- **WHAT IS BEING ASKED**: Write out the full listing exactly.
*** Opening of MATERIAL FOR THIS EXERCISE ***
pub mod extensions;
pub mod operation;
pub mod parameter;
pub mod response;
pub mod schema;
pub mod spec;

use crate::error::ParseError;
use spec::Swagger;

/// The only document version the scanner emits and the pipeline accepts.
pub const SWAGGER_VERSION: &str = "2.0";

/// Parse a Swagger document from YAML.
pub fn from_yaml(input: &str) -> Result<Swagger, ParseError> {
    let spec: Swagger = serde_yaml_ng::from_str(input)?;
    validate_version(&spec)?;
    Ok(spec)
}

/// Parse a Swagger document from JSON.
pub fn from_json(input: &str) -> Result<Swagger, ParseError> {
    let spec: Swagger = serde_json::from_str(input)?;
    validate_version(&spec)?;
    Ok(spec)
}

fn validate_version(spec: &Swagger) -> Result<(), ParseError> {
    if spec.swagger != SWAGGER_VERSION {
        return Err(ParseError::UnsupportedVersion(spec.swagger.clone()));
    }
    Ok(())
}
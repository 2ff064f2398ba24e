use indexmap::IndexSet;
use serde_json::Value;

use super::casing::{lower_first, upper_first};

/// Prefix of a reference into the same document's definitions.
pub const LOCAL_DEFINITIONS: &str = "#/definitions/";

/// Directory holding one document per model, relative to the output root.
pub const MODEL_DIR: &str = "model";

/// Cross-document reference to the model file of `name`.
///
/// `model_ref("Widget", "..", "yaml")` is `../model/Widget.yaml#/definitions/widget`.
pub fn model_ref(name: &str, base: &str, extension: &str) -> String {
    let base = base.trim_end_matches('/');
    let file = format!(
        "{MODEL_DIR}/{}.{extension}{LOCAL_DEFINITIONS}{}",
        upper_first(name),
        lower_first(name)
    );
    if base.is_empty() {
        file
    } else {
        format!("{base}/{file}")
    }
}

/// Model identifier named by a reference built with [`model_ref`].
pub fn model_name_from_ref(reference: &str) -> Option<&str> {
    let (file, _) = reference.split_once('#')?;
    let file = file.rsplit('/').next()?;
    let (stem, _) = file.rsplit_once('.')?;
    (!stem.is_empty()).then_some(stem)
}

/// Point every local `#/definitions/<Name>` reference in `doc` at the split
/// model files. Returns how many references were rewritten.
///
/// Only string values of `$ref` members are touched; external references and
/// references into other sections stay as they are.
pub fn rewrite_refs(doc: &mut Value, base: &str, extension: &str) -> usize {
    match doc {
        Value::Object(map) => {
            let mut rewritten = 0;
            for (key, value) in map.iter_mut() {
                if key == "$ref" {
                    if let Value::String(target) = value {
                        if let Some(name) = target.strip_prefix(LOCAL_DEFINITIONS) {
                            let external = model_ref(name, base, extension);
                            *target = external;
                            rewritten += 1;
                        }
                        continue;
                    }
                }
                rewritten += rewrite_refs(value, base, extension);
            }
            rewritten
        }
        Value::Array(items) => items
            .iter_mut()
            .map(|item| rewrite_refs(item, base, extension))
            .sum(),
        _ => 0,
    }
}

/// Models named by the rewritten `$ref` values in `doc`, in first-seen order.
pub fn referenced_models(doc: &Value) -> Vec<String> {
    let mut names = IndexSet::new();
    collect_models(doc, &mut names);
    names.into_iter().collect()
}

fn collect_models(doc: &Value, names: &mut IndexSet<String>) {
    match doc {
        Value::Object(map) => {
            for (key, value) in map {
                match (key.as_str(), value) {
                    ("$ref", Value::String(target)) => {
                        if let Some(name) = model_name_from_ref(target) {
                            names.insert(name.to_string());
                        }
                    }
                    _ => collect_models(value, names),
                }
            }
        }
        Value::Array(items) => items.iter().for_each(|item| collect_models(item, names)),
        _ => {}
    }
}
*** Close of MATERIAL FOR THIS EXERCISE ***
- **ANSWER AREA**:
pub mod extensions;
pub mod operation;
pub mod parameter;
pub mod response;
pub mod schema;
pub mod spec;

use crate::error::ParseError;
use spec::Swagger;

/// The only document version the scanner emits and the pipeline accepts.
pub const SWAGGER_VERSION: &str = "2.0";

/// Parse a Swagger document from YAML.
pub fn from_yaml(input: &str) -> Result<Swagger, ParseError> {
    let spec: Swagger = serde_yaml_ng::from_str(input)?;
    validate_version(&spec)?;
    Ok(spec)
}

/// Parse a Swagger document from JSON.
pub fn from_json(input: &str) -> Result<Swagger, ParseError> {
    let spec: Swagger = serde_json::from_str(input)?;
    validate_version(&spec)?;
    Ok(spec)
}

fn validate_version(spec: &Swagger) -> Result<(), ParseError> {
    if spec.swagger != SWAGGER_VERSION {
        return Err(ParseError::UnsupportedVersion(spec.swagger.clone()));
    }
    Ok(())
}
repository 2ff064f2398ba24e
use indexmap::IndexSet;
use serde_json::Value;

use super::casing::{lower_first, upper_first};

/// Prefix of a reference into the same document's definitions.
pub const LOCAL_DEFINITIONS: &str = "#/definitions/";

/// Directory holding one document per model, relative to the output root.
pub const MODEL_DIR: &str = "model";

/// Cross-document reference to the model file of `name`.
///
/// `model_ref("Widget", "..", "yaml")` is `../model/Widget.yaml#/definitions/widget`.
pub fn model_ref(name: &str, base: &str, extension: &str) -> String {
    let base = base.trim_end_matches('/');
    let file = format!(
        "{MODEL_DIR}/{}.{extension}{LOCAL_DEFINITIONS}{}",
        upper_first(name),
        lower_first(name)
    );
    if base.is_empty() {
        file
    } else {
        format!("{base}/{file}")
    }
}

/// Model identifier named by a reference built with [`model_ref`].
pub fn model_name_from_ref(reference: &str) -> Option<&str> {
    let (file, _) = reference.split_once('#')?;
    let file = file.rsplit('/').next()?;
    let (stem, _) = file.rsplit_once('.')?;
    (!stem.is_empty()).then_some(stem)
}

/// Point every local `#/definitions/<Name>` reference in `doc` at the split
/// model files. Returns how many references were rewritten.
///
/// Only string values of `$ref` members are touched; external references and
/// references into other sections stay as they are.
pub fn rewrite_refs(doc: &mut Value, base: &str, extension: &str) -> usize {
    match doc {
        Value::Object(map) => {
            let mut rewritten = 0;
            for (key, value) in map.iter_mut() {
                if key == "$ref" {
                    if let Value::String(target) = value {
                        if let Some(name) = target.strip_prefix(LOCAL_DEFINITIONS) {
                            let external = model_ref(name, base, extension);
                            *target = external;
                            rewritten += 1;
                        }
                        continue;
                    }
                }
                rewritten += rewrite_refs(value, base, extension);
            }
            rewritten
        }
        Value::Array(items) => items
            .iter_mut()
            .map(|item| rewrite_refs(item, base, extension))
            .sum(),
        _ => 0,
    }
}

/// Models named by the rewritten `$ref` values in `doc`, in first-seen order.
pub fn referenced_models(doc: &Value) -> Vec<String> {
    let mut names = IndexSet::new();
    collect_models(doc, &mut names);
    names.into_iter().collect()
}

fn collect_models(doc: &Value, names: &mut IndexSet<String>) {
    match doc {
        Value::Object(map) => {
            for (key, value) in map {
                match (key.as_str(), value) {
                    ("$ref", Value::String(target)) => {
                        if let Some(name) = model_name_from_ref(target) {
                            names.insert(name.to_string());
                        }
                    }
                    _ => collect_models(value, names),
                }
            }
        }
        Value::Array(items) => items.iter().for_each(|item| collect_models(item, names)),
        _ => {}
    }
}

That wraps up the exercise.